> Exercise directions
Each entry must be reproduced precisely as it stands.

> Data records

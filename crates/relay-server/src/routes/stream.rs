use crate::error::ApiError;
use crate::frames::{sse_data, Frame};
use crate::sessions::{SessionEntry, SessionKind, SessionStore};
use crate::state::AppState;
use axum::{
    body::Body,
    extract::State,
    response::{IntoResponse, Response},
    routing::post,
    Json, Router,
};
use bytes::Bytes;
use futures::{stream::StreamExt, Stream};
use http::header::{CACHE_CONTROL, CONNECTION, CONTENT_TYPE};
use relay::models::event::EventKind;
use serde::Deserialize;
use serde_json::{json, Value};
use std::{
    convert::Infallible,
    pin::Pin,
    task::{Context, Poll},
};
use tokio::sync::mpsc;
use tokio_stream::wrappers::ReceiverStream;
use tracing::info;

#[derive(Debug, Deserialize)]
struct ChatRequest {
    messages: Vec<IncomingMessage>,
}

#[derive(Debug, Deserialize)]
struct IncomingMessage {
    #[serde(default = "default_role")]
    role: String,
    content: String,
}

fn default_role() -> String {
    "user".to_string()
}

/// An answer addressed to one input request of a streaming session
#[derive(Debug, Deserialize)]
struct SendInputRequest {
    session_id: String,
    id: String,
    message: String,
}

/// Server-sent events fed from a channel
pub struct SseResponse {
    rx: ReceiverStream<String>,
}

impl SseResponse {
    fn new(rx: ReceiverStream<String>) -> Self {
        Self { rx }
    }
}

impl Stream for SseResponse {
    type Item = Result<Bytes, Infallible>;

    fn poll_next(mut self: Pin<&mut Self>, cx: &mut Context<'_>) -> Poll<Option<Self::Item>> {
        Pin::new(&mut self.rx)
            .poll_next(cx)
            .map(|opt| opt.map(|s| Ok(Bytes::from(s))))
    }
}

impl IntoResponse for SseResponse {
    fn into_response(self) -> Response {
        let body = Body::from_stream(self);
        (
            [
                (CONTENT_TYPE, "text/event-stream"),
                (CACHE_CONTROL, "no-cache"),
                (CONNECTION, "keep-alive"),
            ],
            body,
        )
            .into_response()
    }
}

/// The conversation opens with the most recent user message
fn opening_message(messages: Vec<IncomingMessage>) -> Option<String> {
    messages
        .into_iter()
        .rev()
        .find(|message| message.role == "user")
        .map(|message| message.content)
}

async fn handler(
    State(state): State<AppState>,
    Json(request): Json<ChatRequest>,
) -> Result<SseResponse, ApiError> {
    let message = opening_message(request.messages)
        .ok_or_else(|| ApiError::BadRequest("No user message to start from".to_string()))?;

    let agent = state.new_agent();
    let mut events = agent.chat(&message)?;

    let (tx, rx) = mpsc::channel(100);
    let session_id = SessionStore::new_id();
    state
        .sessions
        .insert(session_id.clone(), SessionEntry::streaming(agent.clone()))
        .await;
    let live_sessions = state.sessions.len().await;
    info!(
        session_id = session_id.as_str(),
        live_sessions,
        "streaming session opened"
    );

    let sessions = state.sessions.clone();
    tokio::spawn(async move {
        let started = Frame::Started {
            session_id: session_id.clone(),
        };
        if tx.send(sse_data(&started)).await.is_err() {
            agent.cancel();
            sessions.remove(&session_id).await;
            return;
        }

        loop {
            // A paused stream only wakes on an answer, watch the client meanwhile
            let next = tokio::select! {
                next = events.next() => next,
                _ = tx.closed() => {
                    info!(session_id = session_id.as_str(), "client went away, cancelling");
                    agent.cancel();
                    break;
                }
            };
            let Some(event) = next else {
                break;
            };
            let pending = (event.kind() == EventKind::InputRequest)
                .then(|| (event.id().to_string(), event.prompt().to_string()));

            if let Err(e) = tx.send(sse_data(&event)).await {
                tracing::error!("Error sending event through channel: {}", e);
                agent.cancel();
                break;
            }

            if let Some((id, prompt)) = pending {
                let marker = Frame::WaitingForInput { id, prompt };
                if tx.send(sse_data(&marker)).await.is_err() {
                    agent.cancel();
                    break;
                }
            }
        }

        drop(events);
        sessions.remove(&session_id).await;
        info!(session_id = session_id.as_str(), "streaming session closed");
    });

    Ok(SseResponse::new(ReceiverStream::new(rx)))
}

/// Answer the input request `id` of a streaming session. Repeated or stale ids
/// are refused with the core's continuation error.
async fn send_input(
    State(state): State<AppState>,
    Json(request): Json<SendInputRequest>,
) -> Result<Json<Value>, ApiError> {
    let session = state
        .sessions
        .get(&request.session_id)
        .await
        .ok_or_else(|| ApiError::SessionNotFound(request.session_id.clone()))?;

    if session.kind != SessionKind::Streaming {
        return Err(ApiError::BadRequest(format!(
            "Session {} does not take answers on /send_input",
            request.session_id
        )));
    }
    session.agent.respond(&request.id, &request.message)?;

    Ok(Json(json!({ "status": "sent" })))
}

pub fn routes(state: AppState) -> Router {
    Router::new()
        .route("/chat", post(handler))
        .route("/send_input", post(send_input))
        .with_state(state)
}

> Reply to the exercise
filename crates/relay-server/src/routes/stream.rs
use crate::error::ApiError;
use crate::frames::{sse_data, Frame};
use crate::sessions::{SessionEntry, SessionKind, SessionStore};
use crate::state::AppState;
use axum::{
    body::Body,
    extract::State,
    response::{IntoResponse, Response},
    routing::post,
    Json, Router,
};
use bytes::Bytes;
use futures::{stream::StreamExt, Stream};
use http::header::{CACHE_CONTROL, CONNECTION, CONTENT_TYPE};
use relay::models::event::EventKind;
use serde::Deserialize;
use serde_json::{json, Value};
use std::{
    convert::Infallible,
    pin::Pin,
    task::{Context, Poll},
};
use tokio::sync::mpsc;
use tokio_stream::wrappers::ReceiverStream;
use tracing::info;

#[derive(Debug, Deserialize)]
struct ChatRequest {
    messages: Vec<IncomingMessage>,
}

#[derive(Debug, Deserialize)]
struct IncomingMessage {
    #[serde(default = "default_role")]
    role: String,
    content: String,
}

fn default_role() -> String {
    "user".to_string()
}

/// An answer addressed to one input request of a streaming session
#[derive(Debug, Deserialize)]
struct SendInputRequest {
    session_id: String,
    id: String,
    message: String,
}

/// Server-sent events fed from a channel
pub struct SseResponse {
    rx: ReceiverStream<String>,
}

impl SseResponse {
    fn new(rx: ReceiverStream<String>) -> Self {
        Self { rx }
    }
}

impl Stream for SseResponse {
    type Item = Result<Bytes, Infallible>;

    fn poll_next(mut self: Pin<&mut Self>, cx: &mut Context<'_>) -> Poll<Option<Self::Item>> {
        Pin::new(&mut self.rx)
            .poll_next(cx)
            .map(|opt| opt.map(|s| Ok(Bytes::from(s))))
    }
}

impl IntoResponse for SseResponse {
    fn into_response(self) -> Response {
        let body = Body::from_stream(self);
        (
            [
                (CONTENT_TYPE, "text/event-stream"),
                (CACHE_CONTROL, "no-cache"),
                (CONNECTION, "keep-alive"),
            ],
            body,
        )
            .into_response()
    }
}

/// The conversation opens with the most recent user message
fn opening_message(messages: Vec<IncomingMessage>) -> Option<String> {
    messages
        .into_iter()
        .rev()
        .find(|message| message.role == "user")
        .map(|message| message.content)
}

async fn handler(
    State(state): State<AppState>,
    Json(request): Json<ChatRequest>,
) -> Result<SseResponse, ApiError> {
    let message = opening_message(request.messages)
        .ok_or_else(|| ApiError::BadRequest("No user message to start from".to_string()))?;

    let agent = state.new_agent();
    let mut events = agent.chat(&message)?;

    let (tx, rx) = mpsc::channel(100);
    let session_id = SessionStore::new_id();
    state
        .sessions
        .insert(session_id.clone(), SessionEntry::streaming(agent.clone()))
        .await;
    let live_sessions = state.sessions.len().await;
    info!(
        session_id = session_id.as_str(),
        live_sessions,
        "streaming session opened"
    );

    let sessions = state.sessions.clone();
    tokio::spawn(async move {
        let started = Frame::Started {
            session_id: session_id.clone(),
        };
        if tx.send(sse_data(&started)).await.is_err() {
            agent.cancel();
            sessions.remove(&session_id).await;
            return;
        }

        loop {
            // A paused stream only wakes on an answer, watch the client meanwhile
            let next = tokio::select! {
                next = events.next() => next,
                _ = tx.closed() => {
                    info!(session_id = session_id.as_str(), "client went away, cancelling");
                    agent.cancel();
                    break;
                }
            };
            let Some(event) = next else {
                break;
            };
            let pending = (event.kind() == EventKind::InputRequest)
                .then(|| (event.id().to_string(), event.prompt().to_string()));

            if let Err(e) = tx.send(sse_data(&event)).await {
                tracing::error!("Error sending event through channel: {}", e);
                agent.cancel();
                break;
            }

            if let Some((id, prompt)) = pending {
                let marker = Frame::WaitingForInput { id, prompt };
                if tx.send(sse_data(&marker)).await.is_err() {
                    agent.cancel();
                    break;
                }
            }
        }

        drop(events);
        sessions.remove(&session_id).await;
        info!(session_id = session_id.as_str(), "streaming session closed");
    });

    Ok(SseResponse::new(ReceiverStream::new(rx)))
}

/// Answer the input request `id` of a streaming session. Repeated or stale ids
/// are refused with the core's continuation error.
async fn send_input(
    State(state): State<AppState>,
    Json(request): Json<SendInputRequest>,
) -> Result<Json<Value>, ApiError> {
    let session = state
        .sessions
        .get(&request.session_id)
        .await
        .ok_or_else(|| ApiError::SessionNotFound(request.session_id.clone()))?;

    if session.kind != SessionKind::Streaming {
        return Err(ApiError::BadRequest(format!(
            "Session {} does not take answers on /send_input",
            request.session_id
        )));
    }
    session.agent.respond(&request.id, &request.message)?;

    Ok(Json(json!({ "status": "sent" })))
}

pub fn routes(state: AppState) -> Router {
    Router::new()
        .route("/chat", post(handler))
        .route("/send_input", post(send_input))
        .with_state(state)
}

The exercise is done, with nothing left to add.